• **Supplied records**:
//! Voluntary contribution transaction log

use chrono::NaiveDate;
use serde::{Deserialize, Serialize};
use std::fmt;

/// Kind of movement recorded in the transaction log
#[derive(Debug, Clone, Copy, PartialEq, Eq, Serialize, Deserialize)]
pub enum TransactionKind {
    /// Voluntary deposit beyond mandatory payroll deductions
    Contribution,
    /// Withdrawal of previously deposited funds
    Withdrawal,
    /// Administrative correction
    Adjustment,
}

impl TransactionKind {
    pub fn as_str(&self) -> &'static str {
        match self {
            TransactionKind::Contribution => "Contribution",
            TransactionKind::Withdrawal => "Withdrawal",
            TransactionKind::Adjustment => "Adjustment",
        }
    }

    pub fn parse(value: &str) -> Option<Self> {
        match value {
            "Contribution" => Some(TransactionKind::Contribution),
            "Withdrawal" => Some(TransactionKind::Withdrawal),
            "Adjustment" => Some(TransactionKind::Adjustment),
            _ => None,
        }
    }
}

impl fmt::Display for TransactionKind {
    fn fmt(&self, f: &mut fmt::Formatter<'_>) -> fmt::Result {
        f.write_str(self.as_str())
    }
}

/// One row of the append-only transaction log (many per affiliate)
#[derive(Debug, Clone, Serialize, Deserialize)]
pub struct Transaction {
    /// Affiliate the movement belongs to
    pub affiliate_id: u32,

    /// Value date of the movement
    pub date: NaiveDate,

    /// Amount moved
    pub amount: f64,

    /// Kind of movement
    pub kind: TransactionKind,

    /// Free-text concept
    pub concept: String,
}
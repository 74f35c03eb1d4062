//! Pension forecasting from personal financial parameters

mod engine;
mod schedule;

pub use engine::{ForecastEngine, ForecastInput, ForecastParams};
pub use schedule::{ForecastResult, SchedulePoint};
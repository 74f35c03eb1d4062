//! Pension System CLI
//!
//! Command-line views over the loaded dataset; each subcommand corresponds
//! to one module of the administrator's dashboard.

use anyhow::{bail, Context};
use clap::{Parser, Subcommand, ValueEnum};
use pension_system::advisory;
use pension_system::analytics;
use pension_system::compliance;
use pension_system::dataset::DEFAULT_DATA_PATH;
use pension_system::forecast::{ForecastEngine, ForecastInput, ForecastResult};
use pension_system::{Dataset, FundKind};
use std::fs::File;
use std::io::Write;
use std::path::{Path, PathBuf};

#[derive(Parser)]
#[command(
    name = "pension_system",
    version,
    about = "Pension analytics for a retirement-savings administrator"
)]
struct Cli {
    /// Directory holding the dataset CSVs; demonstration data is synthesized
    /// for any absent file
    #[arg(long, default_value = DEFAULT_DATA_PATH)]
    data_dir: PathBuf,

    #[command(subcommand)]
    command: Command,
}

#[derive(Subcommand)]
enum Command {
    /// Headline metrics, fund distribution and the affiliate table
    Overview,

    /// Project a pension from personal parameters
    Forecast {
        /// Current age
        #[arg(long)]
        age: u8,

        /// Current monthly salary
        #[arg(long)]
        salary: f64,

        /// Years of mandatory contributions so far
        #[arg(long)]
        years_contributed: u32,

        /// Planned monthly voluntary contribution
        #[arg(long, default_value_t = 0.0)]
        contribution: f64,

        /// Estimated annual salary growth, percent
        #[arg(long, default_value_t = 3.5)]
        growth: f64,

        /// Planned retirement age
        #[arg(long, default_value_t = 65)]
        retirement_age: u8,

        /// Write the year-by-year schedule to this CSV file
        #[arg(long)]
        output: Option<PathBuf>,
    },

    /// Personalized advisory for one affiliate
    Advise {
        /// Affiliate id
        #[arg(long)]
        affiliate: u32,
    },

    /// Fund catalog and distribution, optionally reviewing a switch
    Funds {
        /// Affiliate considering a switch
        #[arg(long)]
        affiliate: Option<u32>,

        /// Candidate fund to review for that affiliate
        #[arg(long, value_enum)]
        target: Option<FundArg>,
    },

    /// Contribution behavior patterns
    Behavior,

    /// Run compliance scans
    Compliance {
        /// Which scan to run
        #[arg(long, value_enum, default_value = "all")]
        check: CheckArg,
    },
}

#[derive(Debug, Clone, Copy, ValueEnum)]
enum FundArg {
    Conservative,
    Balanced,
    Growth,
}

impl From<FundArg> for FundKind {
    fn from(value: FundArg) -> Self {
        match value {
            FundArg::Conservative => FundKind::Conservative,
            FundArg::Balanced => FundKind::Balanced,
            FundArg::Growth => FundKind::Growth,
        }
    }
}

#[derive(Debug, Clone, Copy, ValueEnum)]
enum CheckArg {
    All,
    Funds,
    Pensions,
    Contributions,
}

fn main() -> anyhow::Result<()> {
    env_logger::init();

    let cli = Cli::parse();

    match cli.command {
        Command::Overview => cmd_overview(&load(&cli.data_dir)?),
        Command::Forecast {
            age,
            salary,
            years_contributed,
            contribution,
            growth,
            retirement_age,
            output,
        } => cmd_forecast(
            ForecastInput {
                current_age: age,
                monthly_salary: salary,
                years_contributed,
                monthly_contribution: contribution,
                salary_growth_pct: growth,
                retirement_age,
            },
            output.as_deref(),
        ),
        Command::Advise { affiliate } => cmd_advise(&load(&cli.data_dir)?, affiliate),
        Command::Funds { affiliate, target } => {
            cmd_funds(&load(&cli.data_dir)?, affiliate, target.map(FundKind::from))
        }
        Command::Behavior => cmd_behavior(&load(&cli.data_dir)?),
        Command::Compliance { check } => cmd_compliance(&load(&cli.data_dir)?, check),
    }
}

fn load(dir: &Path) -> anyhow::Result<Dataset> {
    Dataset::provision_and_load(dir)
        .with_context(|| format!("failed to initialize dataset in {}", dir.display()))
}

fn cmd_overview(dataset: &Dataset) -> anyhow::Result<()> {
    println!("Pension System v0.1.0");
    println!("=====================\n");

    let metrics = analytics::headline_metrics(dataset);
    println!("Affiliates:                {}", metrics.total_affiliates);
    println!("Average projected pension: ${:.2}", metrics.average_base_pension);
    println!(
        "High-risk affiliates:      {} ({:.1}%)",
        metrics.high_risk_count, metrics.high_risk_pct
    );

    println!("\nFund distribution:");
    for (kind, count) in analytics::fund_distribution(dataset) {
        println!("  {:<14} {:>3}", kind.to_string(), count);
    }

    println!();
    println!(
        "{:>4} {:<18} {:>4} {:>10} {:>6} {:<14} {:<8} {:>12}",
        "ID", "Name", "Age", "Salary", "Years", "Fund", "Risk", "Projected"
    );
    println!("{}", "-".repeat(84));
    for profile in dataset.profiles() {
        let a = profile.affiliate;
        println!(
            "{:>4} {:<18} {:>4} {:>10.2} {:>6} {:<14} {:<8} {:>12.2}",
            a.id,
            a.name,
            a.age,
            a.monthly_salary,
            a.years_contributed,
            a.current_fund.to_string(),
            a.insufficiency_risk.to_string(),
            profile.projection.base_pension,
        );
    }

    Ok(())
}

fn cmd_forecast(input: ForecastInput, output: Option<&Path>) -> anyhow::Result<()> {
    let result = ForecastEngine::default().project(&input)?;

    println!("Projected monthly pension: ${:.2}", result.projected_pension);
    if result.insufficient {
        println!("\nWARNING: risk of insufficient pension detected");
        println!("  - Increase voluntary contributions");
        println!("  - Consider extending contribution years");
        println!("  - Review the fund investment strategy");
    }

    println!("\nYear-by-year schedule ({} points):", result.schedule_len());
    println!("{:>4} {:>14}", "Age", "Pension");
    println!("{}", "-".repeat(19));
    for point in &result.schedule {
        println!("{:>4} {:>14.2}", point.age, point.projected_pension);
    }

    if let Some(path) = output {
        write_schedule_csv(path, &result)?;
        println!("\nSchedule written to: {}", path.display());
    }

    Ok(())
}

fn write_schedule_csv(path: &Path, result: &ForecastResult) -> anyhow::Result<()> {
    let mut file = File::create(path)
        .with_context(|| format!("unable to create {}", path.display()))?;
    writeln!(file, "age,projected_pension")?;
    for point in &result.schedule {
        writeln!(file, "{},{:.2}", point.age, point.projected_pension)?;
    }
    Ok(())
}

fn cmd_advise(dataset: &Dataset, affiliate_id: u32) -> anyhow::Result<()> {
    let Some(affiliate) = dataset.affiliate(affiliate_id) else {
        bail!("affiliate {affiliate_id} not found");
    };
    let Some(projection) = dataset.projection_for(affiliate_id) else {
        bail!("affiliate {affiliate_id} has no stored projection");
    };

    println!("Affiliate: {} (id {})", affiliate.name, affiliate.id);
    println!("  Age:                {}", affiliate.age);
    println!("  Monthly salary:     ${:.2}", affiliate.monthly_salary);
    println!("  Years contributed:  {}", affiliate.years_contributed);
    println!("  Current fund:       {}", affiliate.current_fund);
    println!("  Projected pension:  ${:.2}", projection.base_pension);
    println!("  Insufficiency risk: {}", affiliate.insufficiency_risk);
    println!("  Recommendation:     {}", projection.recommendation);

    println!("\n{}", advisory::assessment_for(affiliate.insufficiency_risk));
    for item in advisory::recommendations_for(affiliate.insufficiency_risk) {
        println!("  - {item}");
    }

    let history = dataset.transactions_for(affiliate_id);
    if history.is_empty() {
        println!("\nNo voluntary contributions on record.");
    } else {
        println!("\nContribution history:");
        println!("{:>12} {:>10}  {}", "Date", "Amount", "Concept");
        for transaction in history {
            println!(
                "{:>12} {:>10.2}  {}",
                transaction.date.to_string(),
                transaction.amount,
                transaction.concept
            );
        }
    }

    print_fund_catalog(dataset);
    Ok(())
}

fn print_fund_catalog(dataset: &Dataset) {
    println!("\nFund catalog:");
    println!(
        "{:<14} {:>9} {:<8} {:>7} {:>9}  {}",
        "Fund", "Return%", "Risk", "Fee%", "5y Ret%", "Profile"
    );
    for fund in dataset.funds() {
        println!(
            "{:<14} {:>9.1} {:<8} {:>7.1} {:>9.1}  {}",
            fund.kind.to_string(),
            fund.annual_return_pct,
            fund.risk.to_string(),
            fund.annual_fee_pct,
            fund.five_year_return_pct,
            fund.recommended_profile,
        );
    }
}

fn cmd_funds(
    dataset: &Dataset,
    affiliate_id: Option<u32>,
    target: Option<FundKind>,
) -> anyhow::Result<()> {
    print_fund_catalog(dataset);

    println!("\nAffiliates per fund:");
    for (kind, count) in analytics::fund_distribution(dataset) {
        println!("  {:<14} {:>3}", kind.to_string(), count);
    }

    let (Some(affiliate_id), Some(target)) = (affiliate_id, target) else {
        if affiliate_id.is_some() || target.is_some() {
            bail!("a switch review needs both --affiliate and --target");
        }
        return Ok(());
    };

    let Some(affiliate) = dataset.affiliate(affiliate_id) else {
        bail!("affiliate {affiliate_id} not found");
    };
    let Some(fund) = dataset.fund(target) else {
        bail!("fund {target} missing from catalog");
    };

    let review = advisory::review_fund_switch(affiliate, fund);
    println!(
        "\nSwitch review for {} (age {}, currently {}):",
        affiliate.name, affiliate.age, affiliate.current_fund
    );
    println!("  Target fund:        {}", review.fund.kind);
    println!("  Expected return:    {:.1}%", review.fund.annual_return_pct);
    println!("  Risk level:         {}", review.fund.risk);
    println!("  Annual fee:         {:.1}%", review.fund.annual_fee_pct);
    println!("  Recommended for:    {}", review.fund.recommended_profile);
    match review.warning {
        Some(warning) => println!("  WARNING: {warning}"),
        None => println!("  No suitability concerns for this horizon."),
    }

    Ok(())
}

fn cmd_behavior(dataset: &Dataset) -> anyhow::Result<()> {
    println!("Contributions per affiliate:");
    println!("{:>4} {:<18} {:>6}", "ID", "Name", "Count");
    for count in analytics::contribution_counts(dataset) {
        println!(
            "{:>4} {:<18} {:>6}",
            count.affiliate_id, count.name, count.contributions
        );
    }

    println!("\nSalary vs voluntary contribution:");
    println!("{:>4} {:>4} {:>10} {:>10}", "ID", "Age", "Salary", "Amount");
    for point in analytics::salary_contribution_pairs(dataset) {
        println!(
            "{:>4} {:>4} {:>10.2} {:>10.2}",
            point.affiliate_id, point.age, point.monthly_salary, point.amount
        );
    }

    Ok(())
}

fn cmd_compliance(dataset: &Dataset, check: CheckArg) -> anyhow::Result<()> {
    if matches!(check, CheckArg::All | CheckArg::Funds) {
        let findings = compliance::check_fund_alignment(dataset);
        if findings.is_empty() {
            println!("All affiliates hold funds appropriate for their age.");
        } else {
            println!(
                "Found {} affiliate(s) with funds potentially unsuitable for their age:",
                findings.len()
            );
            println!("{:>4} {:<18} {:>4} {:<14} {}", "ID", "Name", "Age", "Fund", "Risk");
            for f in &findings {
                println!(
                    "{:>4} {:<18} {:>4} {:<14} {}",
                    f.affiliate_id,
                    f.name,
                    f.age,
                    f.current_fund.to_string(),
                    f.insufficiency_risk
                );
            }
        }
    }

    if matches!(check, CheckArg::All | CheckArg::Pensions) {
        let findings = compliance::check_pension_sufficiency(dataset);
        if findings.is_empty() {
            println!("No insufficient projected pensions detected.");
        } else {
            println!("Found {} insufficient projected pension(s):", findings.len());
            println!(
                "{:>4} {:<18} {:>10} {:>10} {:>7}  {}",
                "ID", "Name", "Salary", "Pension", "Pct", "Recommendation"
            );
            for f in &findings {
                println!(
                    "{:>4} {:<18} {:>10.2} {:>10.2} {:>6.1}%  {}",
                    f.affiliate_id, f.name, f.monthly_salary, f.base_pension, f.pct_of_salary,
                    f.recommendation
                );
            }
        }
    }

    if matches!(check, CheckArg::All | CheckArg::Contributions) {
        let findings = compliance::check_atypical_contributions(dataset);
        if findings.is_empty() {
            println!("No atypical contributions detected.");
        } else {
            println!("Detected {} atypical contribution(s):", findings.len());
            println!(
                "{:<18} {:>12} {:>10} {:>10} {:>10}",
                "Name", "Date", "Amount", "Mean", "StdDev"
            );
            for f in &findings {
                println!(
                    "{:<18} {:>12} {:>10.2} {:>10.2} {:>10.2}",
                    f.name,
                    f.date.to_string(),
                    f.amount,
                    f.mean,
                    f.std_dev
                );
            }
        }
    }

    Ok(())
}
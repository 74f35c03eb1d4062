//! Forecast output structures

use serde::{Deserialize, Serialize};

/// One point of the year-by-year pension schedule
#[derive(Debug, Clone, Copy, Serialize, Deserialize)]
pub struct SchedulePoint {
    /// Age of the affiliate at this point
    pub age: u8,

    /// Projected monthly pension if retiring at this age
    pub projected_pension: f64,
}

/// Complete forecast result
#[derive(Debug, Clone, Serialize, Deserialize)]
pub struct ForecastResult {
    /// Pension accrued from mandatory contributions
    pub base_pension: f64,

    /// Pension accrued from voluntary contributions up to retirement
    pub contribution_pension: f64,

    /// Projected monthly pension at the planned retirement age, 2 decimals
    pub projected_pension: f64,

    /// Whether the projected pension falls below the sufficiency threshold
    pub insufficient: bool,

    /// Year-by-year schedule from current age to retirement age inclusive
    pub schedule: Vec<SchedulePoint>,
}

impl ForecastResult {
    /// Number of years covered by the schedule (remaining years + 1)
    pub fn schedule_len(&self) -> usize {
        self.schedule.len()
    }

    /// The schedule point at the planned retirement age
    pub fn final_point(&self) -> Option<&SchedulePoint> {
        self.schedule.last()
    }
}
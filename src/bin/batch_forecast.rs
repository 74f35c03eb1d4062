//! Run pension forecasts for the entire affiliate table
//!
//! Outputs one row per affiliate for block-level review.
//! Accepts config via environment variables:
//!   DATA_DIR, MONTHLY_CONTRIBUTION, SALARY_GROWTH_PCT

use pension_system::dataset::DEFAULT_DATA_PATH;
use pension_system::forecast::{ForecastEngine, ForecastInput};
use pension_system::Dataset;
use rayon::prelude::*;
use std::env;
use std::fs::File;
use std::io::Write;
use std::time::Instant;

fn env_f64(name: &str, default: f64) -> f64 {
    env::var(name)
        .ok()
        .and_then(|value| value.parse().ok())
        .unwrap_or(default)
}

fn main() -> anyhow::Result<()> {
    env_logger::init();

    let start = Instant::now();
    let data_dir = env::var("DATA_DIR").unwrap_or_else(|_| DEFAULT_DATA_PATH.to_string());
    let monthly_contribution = env_f64("MONTHLY_CONTRIBUTION", 1_000.0);
    let salary_growth_pct = env_f64("SALARY_GROWTH_PCT", 3.5);

    println!("Loading dataset from {data_dir}...");
    let dataset = Dataset::provision_and_load(&data_dir)?;
    println!(
        "Loaded {} affiliates in {:?}",
        dataset.affiliates().len(),
        start.elapsed()
    );

    let engine = ForecastEngine::default();
    let profiles = dataset.profiles();

    println!("Running forecasts...");
    let forecast_start = Instant::now();

    // Forecasts are pure per-affiliate functions, so the block runs in parallel
    let results: Vec<_> = profiles
        .par_iter()
        .map(|profile| {
            let input = ForecastInput {
                current_age: profile.affiliate.age,
                monthly_salary: profile.affiliate.monthly_salary,
                years_contributed: profile.affiliate.years_contributed,
                monthly_contribution,
                salary_growth_pct,
                retirement_age: profile.projection.retirement_age,
            };
            engine
                .project(&input)
                .map(|result| (profile.affiliate, result))
        })
        .collect::<Result<Vec<_>, _>>()?;

    println!(
        "Projected {} affiliates in {:?}",
        results.len(),
        forecast_start.elapsed()
    );

    let csv_path = "batch_forecast_output.csv";
    let mut file = File::create(csv_path)?;
    writeln!(
        file,
        "affiliate_id,name,age,monthly_salary,years_contributed,projected_pension,insufficient"
    )?;
    for (affiliate, result) in &results {
        writeln!(
            file,
            "{},{},{},{:.2},{},{:.2},{}",
            affiliate.id,
            affiliate.name,
            affiliate.age,
            affiliate.monthly_salary,
            affiliate.years_contributed,
            result.projected_pension,
            result.insufficient
        )?;
    }
    println!("Full results written to: {csv_path}");

    let insufficient = results.iter().filter(|(_, r)| r.insufficient).count();
    let average =
        results.iter().map(|(_, r)| r.projected_pension).sum::<f64>() / results.len() as f64;

    println!("\nSummary:");
    println!("  Affiliates projected: {}", results.len());
    println!("  Average projection:   ${average:.2}");
    println!("  Flagged insufficient: {insufficient}");

    Ok(())
}
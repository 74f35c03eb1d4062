//! Entity types for the four loaded tables

mod affiliate;
mod fund;
mod projection;
mod transaction;

pub use affiliate::{
    Affiliate, EducationLevel, FundKind, MaritalStatus, RiskLevel, STATUTORY_RETIREMENT_AGE,
};
pub use fund::Fund;
pub use projection::PensionProjection;
pub use transaction::{Transaction, TransactionKind};
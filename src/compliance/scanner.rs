//! Compliance scans over the loaded tables
//!
//! Three independent checks, each a pure pass over the full dataset
//! producing an order-preserving filtered result set. Empty results are
//! first-class outcomes; "no data loaded" cannot occur here because a
//! `Dataset` is validated at construction.

use super::types::{AtypicalContribution, FundMismatch, InsufficiencyFinding};
use crate::dataset::Dataset;
use crate::records::FundKind;
use log::debug;
use std::collections::HashMap;

/// Growth holdings are flagged above this age
const GROWTH_AGE_LIMIT: u8 = 55;

/// Conservative holdings are flagged below this age
const CONSERVATIVE_AGE_FLOOR: u8 = 40;

/// Floor on the base pension as a fraction of salary
const MIN_REPLACEMENT_RATIO: f64 = 0.40;

/// Deviations beyond this many sample standard deviations are atypical
const ATYPICAL_SIGMA: f64 = 2.0;

/// Flag affiliates whose fund does not match their age bracket
///
/// Older affiliates in the growth fund carry outsized drawdown risk;
/// younger affiliates in the conservative fund give up expected return.
pub fn check_fund_alignment(dataset: &Dataset) -> Vec<FundMismatch> {
    let findings: Vec<FundMismatch> = dataset
        .affiliates()
        .iter()
        .filter(|a| {
            (a.age > GROWTH_AGE_LIMIT && a.current_fund == FundKind::Growth)
                || (a.age < CONSERVATIVE_AGE_FLOOR && a.current_fund == FundKind::Conservative)
        })
        .map(|a| FundMismatch {
            affiliate_id: a.id,
            name: a.name.clone(),
            age: a.age,
            current_fund: a.current_fund,
            insufficiency_risk: a.insufficiency_risk,
        })
        .collect();

    debug!("fund alignment scan: {} finding(s)", findings.len());
    findings
}

/// Flag affiliates whose stored base projection replaces less than 40% of
/// their salary
pub fn check_pension_sufficiency(dataset: &Dataset) -> Vec<InsufficiencyFinding> {
    let findings: Vec<InsufficiencyFinding> = dataset
        .profiles()
        .into_iter()
        .filter(|p| p.projection.base_pension < MIN_REPLACEMENT_RATIO * p.affiliate.monthly_salary)
        .map(|p| InsufficiencyFinding {
            affiliate_id: p.affiliate.id,
            name: p.affiliate.name.clone(),
            monthly_salary: p.affiliate.monthly_salary,
            base_pension: p.projection.base_pension,
            pct_of_salary: round_tenth(
                p.projection.base_pension / p.affiliate.monthly_salary * 100.0,
            ),
            recommendation: p.projection.recommendation.clone(),
        })
        .collect();

    debug!("pension sufficiency scan: {} finding(s)", findings.len());
    findings
}

/// Flag transactions exceeding the affiliate's mean + 2σ threshold
///
/// Statistics are computed over the affiliate's full history including the
/// transaction under test, with the sample (n−1) standard deviation.
/// Affiliates with fewer than two transactions are never flagged. Flagging
/// is per transaction, in log order.
pub fn check_atypical_contributions(dataset: &Dataset) -> Vec<AtypicalContribution> {
    let mut amounts: HashMap<u32, Vec<f64>> = HashMap::new();
    for transaction in dataset.transactions() {
        amounts
            .entry(transaction.affiliate_id)
            .or_default()
            .push(transaction.amount);
    }

    let stats: HashMap<u32, (f64, f64)> = amounts
        .iter()
        .filter(|(_, xs)| xs.len() >= 2)
        .map(|(&id, xs)| {
            let mean = mean(xs);
            (id, (mean, sample_std(xs, mean)))
        })
        .collect();

    let mut findings = Vec::new();
    for transaction in dataset.transactions() {
        let Some(&(mean, std_dev)) = stats.get(&transaction.affiliate_id) else {
            continue;
        };
        if transaction.amount <= mean + ATYPICAL_SIGMA * std_dev {
            continue;
        }
        let Some(affiliate) = dataset.affiliate(transaction.affiliate_id) else {
            continue;
        };
        findings.push(AtypicalContribution {
            affiliate_id: transaction.affiliate_id,
            name: affiliate.name.clone(),
            date: transaction.date,
            amount: transaction.amount,
            mean,
            std_dev,
        });
    }

    debug!("atypical contribution scan: {} finding(s)", findings.len());
    findings
}

fn mean(xs: &[f64]) -> f64 {
    xs.iter().sum::<f64>() / xs.len() as f64
}

/// Sample standard deviation (n−1 denominator); caller guarantees n ≥ 2
fn sample_std(xs: &[f64], mean: f64) -> f64 {
    let sum_sq: f64 = xs.iter().map(|x| (x - mean).powi(2)).sum();
    (sum_sq / (xs.len() - 1) as f64).sqrt()
}

fn round_tenth(value: f64) -> f64 {
    (value * 10.0).round() / 10.0
}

• **Your objective**: Repeat only what lies between the first line of the data and the line containing "pub enum TransactionKind", both of those lines included, exactly as it stands.

• **Answer space**:
//! Voluntary contribution transaction log

use chrono::NaiveDate;
use serde::{Deserialize, Serialize};
use std::fmt;

/// Kind of movement recorded in the transaction log
#[derive(Debug, Clone, Copy, PartialEq, Eq, Serialize, Deserialize)]
pub enum TransactionKind {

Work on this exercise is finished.